WHAT IS EXPECTED: Each line below that carries the string "entries" must appear in the answer.

Collected data:
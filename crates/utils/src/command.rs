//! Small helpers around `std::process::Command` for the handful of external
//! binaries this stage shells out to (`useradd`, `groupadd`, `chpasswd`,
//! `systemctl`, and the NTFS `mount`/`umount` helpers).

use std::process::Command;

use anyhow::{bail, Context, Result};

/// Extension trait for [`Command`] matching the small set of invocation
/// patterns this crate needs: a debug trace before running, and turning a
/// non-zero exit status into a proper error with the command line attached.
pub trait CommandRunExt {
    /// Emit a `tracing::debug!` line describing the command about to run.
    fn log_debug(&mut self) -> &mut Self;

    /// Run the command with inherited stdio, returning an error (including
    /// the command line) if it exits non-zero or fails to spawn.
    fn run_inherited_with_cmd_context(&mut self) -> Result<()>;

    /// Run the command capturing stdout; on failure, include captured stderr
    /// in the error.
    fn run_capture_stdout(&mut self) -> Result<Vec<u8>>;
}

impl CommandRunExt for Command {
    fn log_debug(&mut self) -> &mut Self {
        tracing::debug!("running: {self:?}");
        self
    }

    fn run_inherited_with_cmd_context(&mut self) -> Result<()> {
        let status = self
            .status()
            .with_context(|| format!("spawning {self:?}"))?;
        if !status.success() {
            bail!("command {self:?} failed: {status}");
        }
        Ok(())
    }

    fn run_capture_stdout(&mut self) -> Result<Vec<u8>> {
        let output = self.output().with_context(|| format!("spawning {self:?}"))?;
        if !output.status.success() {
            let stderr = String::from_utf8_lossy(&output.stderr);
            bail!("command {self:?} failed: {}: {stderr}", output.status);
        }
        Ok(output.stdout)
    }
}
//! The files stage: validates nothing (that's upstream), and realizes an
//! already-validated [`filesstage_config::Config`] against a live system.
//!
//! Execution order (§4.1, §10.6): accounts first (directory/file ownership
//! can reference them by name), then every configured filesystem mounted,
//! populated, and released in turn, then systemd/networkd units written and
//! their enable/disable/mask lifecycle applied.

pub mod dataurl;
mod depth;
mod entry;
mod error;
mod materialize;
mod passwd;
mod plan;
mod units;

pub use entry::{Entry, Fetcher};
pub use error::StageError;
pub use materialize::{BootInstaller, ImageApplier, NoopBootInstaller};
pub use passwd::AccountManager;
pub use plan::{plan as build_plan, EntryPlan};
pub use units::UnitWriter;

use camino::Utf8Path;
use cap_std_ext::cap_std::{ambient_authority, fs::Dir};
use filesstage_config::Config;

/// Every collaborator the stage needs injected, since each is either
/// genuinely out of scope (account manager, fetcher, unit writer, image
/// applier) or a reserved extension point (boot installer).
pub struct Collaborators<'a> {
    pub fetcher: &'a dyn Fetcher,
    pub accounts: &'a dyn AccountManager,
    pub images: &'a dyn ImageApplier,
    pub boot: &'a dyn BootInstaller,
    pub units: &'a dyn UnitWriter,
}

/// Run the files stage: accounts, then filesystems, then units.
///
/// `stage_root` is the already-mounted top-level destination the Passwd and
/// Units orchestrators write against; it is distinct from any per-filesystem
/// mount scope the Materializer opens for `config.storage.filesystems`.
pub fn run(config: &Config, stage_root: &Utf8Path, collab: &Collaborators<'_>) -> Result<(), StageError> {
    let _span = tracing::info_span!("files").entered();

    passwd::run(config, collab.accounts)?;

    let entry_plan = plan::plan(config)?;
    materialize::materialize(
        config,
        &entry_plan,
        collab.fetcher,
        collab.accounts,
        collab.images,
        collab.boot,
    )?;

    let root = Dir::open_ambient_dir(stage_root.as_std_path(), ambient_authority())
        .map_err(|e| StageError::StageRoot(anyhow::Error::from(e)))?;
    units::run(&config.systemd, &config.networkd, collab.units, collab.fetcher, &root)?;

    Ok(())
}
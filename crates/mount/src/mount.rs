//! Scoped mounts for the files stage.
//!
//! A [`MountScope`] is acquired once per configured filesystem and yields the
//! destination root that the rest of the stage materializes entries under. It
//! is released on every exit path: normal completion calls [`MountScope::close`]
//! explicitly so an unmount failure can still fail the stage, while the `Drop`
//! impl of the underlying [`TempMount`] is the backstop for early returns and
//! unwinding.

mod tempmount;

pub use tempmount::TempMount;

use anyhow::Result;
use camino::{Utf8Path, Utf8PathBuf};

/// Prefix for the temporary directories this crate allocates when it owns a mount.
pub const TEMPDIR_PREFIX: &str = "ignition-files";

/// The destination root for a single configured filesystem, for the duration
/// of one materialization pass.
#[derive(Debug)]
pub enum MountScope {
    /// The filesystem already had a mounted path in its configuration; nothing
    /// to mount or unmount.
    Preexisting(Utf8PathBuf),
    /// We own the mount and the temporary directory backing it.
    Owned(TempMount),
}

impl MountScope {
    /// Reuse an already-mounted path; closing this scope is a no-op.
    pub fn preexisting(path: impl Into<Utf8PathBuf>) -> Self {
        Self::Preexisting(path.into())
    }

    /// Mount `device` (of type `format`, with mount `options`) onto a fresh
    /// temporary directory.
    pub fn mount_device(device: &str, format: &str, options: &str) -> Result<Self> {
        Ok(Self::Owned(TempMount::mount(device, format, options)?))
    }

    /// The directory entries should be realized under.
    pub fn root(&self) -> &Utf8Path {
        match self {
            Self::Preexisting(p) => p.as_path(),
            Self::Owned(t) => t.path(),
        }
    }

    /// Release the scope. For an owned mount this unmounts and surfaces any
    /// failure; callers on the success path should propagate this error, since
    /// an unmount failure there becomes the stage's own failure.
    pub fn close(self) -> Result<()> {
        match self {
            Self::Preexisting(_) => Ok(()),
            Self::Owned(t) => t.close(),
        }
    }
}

ANSWER FOR THE TASK:
//! destination root that the rest of the stage materializes entries under. It
    /// The directory entries should be realized under.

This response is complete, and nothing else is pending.